| Task description |
In the entries that follow, the lines from the one with "records.push(acc.failure(rel, abs.clone(), e.to_string()));" through the one with "let (tx, rx) = mpsc::channel();" are the ones to write out, exactly and with both ends included. Nothing else should appear.

START Record set

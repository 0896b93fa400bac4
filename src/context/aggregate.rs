//! Builds the master document from the eligible files of a scan.

use crate::constants::{LINE_NUMBER_WIDTH, TREE_HEADING};
use crate::context::extract::{self, Extracted};
use crate::context::types::{DirectoryTree, ExtractionStatus, FileRecord, ScanCounters};
use crate::error::Cancelled;
use crate::progress::{CancelToken, ProgressSink};
use crate::tokenizer::TokenCounter;
use path_slash::PathExt;
use std::path::{Path, PathBuf};
use tracing::{info, warn};

pub const NUMBERING_ADVISORY: &str = "line numbers follow the original file positions; with empty-line skipping enabled they will not be contiguous";

/// Per-line content options.
#[derive(Debug, Clone, Copy, Default, PartialEq, Eq)]
pub struct LineOptions {
    pub line_numbers: bool,
    pub skip_empty_lines: bool,
}

impl LineOptions {
    pub fn advisory(&self) -> Option<&'static str> {
        (self.line_numbers && self.skip_empty_lines).then_some(NUMBERING_ADVISORY)
    }

    /// Keep printable-ASCII lines, optionally drop blank ones, optionally
    /// prefix the original 1-based line position.
    pub fn filter(
        &self,
        text: &str,
    ) -> Vec<String> {
        split_lines(text)
            .into_iter()
            .enumerate()
            .filter(|(_, line)| is_printable_ascii(line))
            .filter(|(_, line)| !(self.skip_empty_lines && line.trim().is_empty()))
            .map(|(idx, line)| {
                if self.line_numbers {
                    format!("{:0width$} {line}", idx + 1, width = LINE_NUMBER_WIDTH)
                } else {
                    line.to_string()
                }
            })
            .collect()
    }
}

/// Line boundaries: `\r\n`, `\r`, `\n`, vertical tab, form feed, the
/// file/group/record separators, NEL and the Unicode line/paragraph
/// separators. A trailing boundary does not produce an empty last line.
pub fn is_line_break(c: char) -> bool {
    matches!(
        c,
        '\n' | '\r' | '\x0b' | '\x0c' | '\x1c' | '\x1d' | '\x1e' | '\u{85}' | '\u{2028}' | '\u{2029}'
    )
}

pub fn split_lines(text: &str) -> Vec<&str> {
    let mut out = Vec::new();
    let mut start = 0usize;
    let mut chars = text.char_indices().peekable();
    while let Some((idx, c)) = chars.next() {
        if !is_line_break(c) {
            continue;
        }
        out.push(&text[start..idx]);
        start = idx + c.len_utf8();
        if c == '\r' && chars.next_if(|&(_, next)| next == '\n').is_some() {
            start += 1;
        }
    }
    if start < text.len() {
        out.push(&text[start..]);
    }
    out
}

pub fn is_printable_ascii(line: &str) -> bool {
    line.chars().all(|c| (' '..='~').contains(&c))
}

pub fn start_marker(abs_path: &str) -> String {
    format!("=== File Start: {abs_path} ===")
}

pub fn end_marker(abs_path: &str) -> String {
    format!("=== File End: {abs_path} ===")
}

/// Ordered line sequence handed to the chunker.
#[derive(Debug, Clone, Default, PartialEq, Eq)]
pub struct MasterDocument {
    lines: Vec<String>,
}

impl MasterDocument {
    pub fn with_tree(tree: &DirectoryTree) -> Self {
        let mut lines = vec![TREE_HEADING.to_string()];
        lines.extend(tree.render_lines());
        lines.push(String::new());
        Self { lines }
    }

    fn push_file(
        &mut self,
        abs_path: &str,
        body: Vec<String>,
    ) {
        self.lines.push(start_marker(abs_path));
        self.lines.extend(body);
        self.lines.push(end_marker(abs_path));
        self.lines.push(String::new());
    }

    pub fn lines(&self) -> &[String] {
        &self.lines
    }

    pub fn text(&self) -> String {
        self.lines.join("\n")
    }
}

#[derive(Debug, Clone, Default)]
pub struct Aggregation {
    pub master: MasterDocument,
    pub records: Vec<FileRecord>,
    pub counters: ScanCounters,
}

/// Running state carried from one file to the next.
#[derive(Debug, Default)]
struct Accumulator {
    char_offset: usize,
    counters: ScanCounters,
}

impl Accumulator {
    fn success(
        &mut self,
        relative_path: String,
        absolute_path: String,
        extracted: &Extracted,
        tokens: usize,
    ) -> FileRecord {
        let chars = extracted.text.chars().count();
        let start = self.char_offset;
        self.char_offset += chars;
        self.counters.processed += 1;
        self.counters.estimated_tokens += tokens;
        FileRecord {
            relative_path,
            absolute_path,
            char_start_offset: Some(start),
            char_end_offset: Some(self.char_offset),
            char_count: Some(chars),
            estimated_tokens: Some(tokens),
            extraction_status: ExtractionStatus::Success,
            encoding_used: Some(extracted.encoding.to_string()),
        }
    }

    fn failure(
        &mut self,
        relative_path: String,
        absolute_path: String,
        message: String,
    ) -> FileRecord {
        self.counters.failed_extraction += 1;
        FileRecord {
            relative_path,
            absolute_path,
            char_start_offset: None,
            char_end_offset: None,
            char_count: None,
            estimated_tokens: None,
            extraction_status: ExtractionStatus::Error(message),
            encoding_used: None,
        }
    }
}

/// Extract every file in order into one master document. Extraction
/// failures are recorded and skipped; cancellation aborts the whole run.
pub fn aggregate(
    files: &[PathBuf],
    base: &Path,
    tree: &DirectoryTree,
    counter: &dyn TokenCounter,
    options: LineOptions,
    progress: &ProgressSink,
    cancel: &CancelToken,
) -> Result<Aggregation, Cancelled> {
    if let Some(advisory) = options.advisory() {
        warn!("{advisory}");
        progress.message(format!("Warning: {advisory}"));
    }

    let total = files.len();
    let mut master = MasterDocument::with_tree(tree);
    let mut records = Vec::with_capacity(total);
    let mut acc = Accumulator {
        counters: ScanCounters {
            scanned: total,
            ..ScanCounters::default()
        },
        ..Accumulator::default()
    };

    for (idx, path) in files.iter().enumerate() {
        if cancel.is_cancelled() {
            progress.message("Cancelled.");
            info!("aggregation cancelled before {}", path.display());
            return Err(Cancelled);
        }
        let rel = path
            .strip_prefix(base)
            .map(|p| p.to_slash_lossy().into_owned())
            .unwrap_or_else(|_| path.to_slash_lossy().into_owned());
        let abs = dunce::canonicalize(path)
            .unwrap_or_else(|_| path.to_path_buf())
            .display()
            .to_string();

        match extract::extract(path) {
            Ok(extracted) => {
                let tokens = counter.count(&extracted.text);
                master.push_file(&abs, options.filter(&extracted.text));
                records.push(acc.success(rel, abs.clone(), &extracted, tokens));
                progress.step(format!("Processed {abs} ({tokens} tokens)"), idx + 1, total);
            }
            Err(e) => {
                warn!("extraction failed for {abs}: {e}");
                records.push(acc.failure(rel, abs.clone(), e.to_string()));
                progress.step(format!("Failed {abs}: {e}"), idx + 1, total);
            }
        }
    }

    Ok(Aggregation {
        master,
        records,
        counters: acc.counters,
    })
}
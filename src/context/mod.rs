pub mod aggregate;
pub mod chunker;
pub mod extract;
pub mod manifest;
pub mod scanner;
pub mod types;
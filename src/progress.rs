//! Host-side hooks: a progress channel and a cooperative cancellation token.
//!
//! The pipeline never blocks on either. Progress events are pushed into an
//! unbounded channel and dropped silently once the receiver is gone.

use std::sync::Arc;
use std::sync::atomic::{AtomicBool, Ordering};
use std::sync::mpsc::{self, Receiver, Sender};

#[derive(Debug, Clone, PartialEq, Eq)]
pub struct ProgressEvent {
    pub message: String,
    pub current: Option<usize>,
    pub total: Option<usize>,
}

#[derive(Debug, Clone, Default)]
pub struct ProgressSink {
    tx: Option<Sender<ProgressEvent>>,
}

impl ProgressSink {
    pub fn channel() -> (Self, Receiver<ProgressEvent>) {
        let (tx, rx) = mpsc::channel();
        (Self { tx: Some(tx) }, rx)
    }

    /// A sink that discards every event.
    pub fn disabled() -> Self {
        Self::default()
    }

    pub fn message(
        &self,
        message: impl Into<String>,
    ) {
        self.send(ProgressEvent {
            message: message.into(),
            current: None,
            total: None,
        });
    }

    pub fn step(
        &self,
        message: impl Into<String>,
        current: usize,
        total: usize,
    ) {
        self.send(ProgressEvent {
            message: message.into(),
            current: Some(current),
            total: Some(total),
        });
    }

    fn send(
        &self,
        event: ProgressEvent,
    ) {
        if let Some(tx) = &self.tx {
            // receiver gone: caller stopped listening
            let _ = tx.send(event);
        }
    }
}

/// Cloneable flag polled at well-defined points of a run.
#[derive(Debug, Clone, Default)]
pub struct CancelToken {
    flag: Arc<AtomicBool>,
}

impl CancelToken {
    pub fn new() -> Self {
        Self::default()
    }

    pub fn cancel(&self) {
        self.flag.store(true, Ordering::SeqCst);
    }

    pub fn is_cancelled(&self) -> bool {
        self.flag.load(Ordering::SeqCst)
    }

    pub fn check(&self) -> Result<(), crate::error::Cancelled> {
        if self.is_cancelled() {
            Err(crate::error::Cancelled)
        } else {
            Ok(())
        }
    }
}

#[cfg(test)]
mod tests {
    use super::*;

    #[test]
    fn events_arrive_in_order() {
        let (sink, rx) = ProgressSink::channel();
        sink.message("first");
        sink.step("second", 1, 2);
        drop(sink);
        let events: Vec<_> = rx.iter().collect();
        assert_eq!(events.len(), 2);
        assert_eq!(events[0].message, "first");
        assert_eq!(events[1].current, Some(1));
        assert_eq!(events[1].total, Some(2));
    }

    #[test]
    fn sending_after_receiver_drop_is_harmless() {
        let (sink, rx) = ProgressSink::channel();
        drop(rx);
        sink.message("nobody listening");
    }

    #[test]
    fn cancel_is_shared_between_clones() {
        let token = CancelToken::new();
        let other = token.clone();
        assert!(token.check().is_ok());
        other.cancel();
        assert!(token.is_cancelled());
        assert!(token.check().is_err());
    }
}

END Record set

| Answer section |
                records.push(acc.failure(rel, abs.clone(), e.to_string()));
                progress.step(format!("Failed {abs}: {e}"), idx + 1, total);
            }
        }
    }

    Ok(Aggregation {
        master,
        records,
        counters: acc.counters,
    })
}
filename src/context/mod.rs
pub mod aggregate;
pub mod chunker;
pub mod extract;
pub mod manifest;
pub mod scanner;
pub mod types;
filename src/progress.rs
//! Host-side hooks: a progress channel and a cooperative cancellation token.
//!
//! The pipeline never blocks on either. Progress events are pushed into an
//! unbounded channel and dropped silently once the receiver is gone.

use std::sync::Arc;
use std::sync::atomic::{AtomicBool, Ordering};
use std::sync::mpsc::{self, Receiver, Sender};

#[derive(Debug, Clone, PartialEq, Eq)]
pub struct ProgressEvent {
    pub message: String,
    pub current: Option<usize>,
    pub total: Option<usize>,
}

#[derive(Debug, Clone, Default)]
pub struct ProgressSink {
    tx: Option<Sender<ProgressEvent>>,
}

impl ProgressSink {
    pub fn channel() -> (Self, Receiver<ProgressEvent>) {
        let (tx, rx) = mpsc::channel();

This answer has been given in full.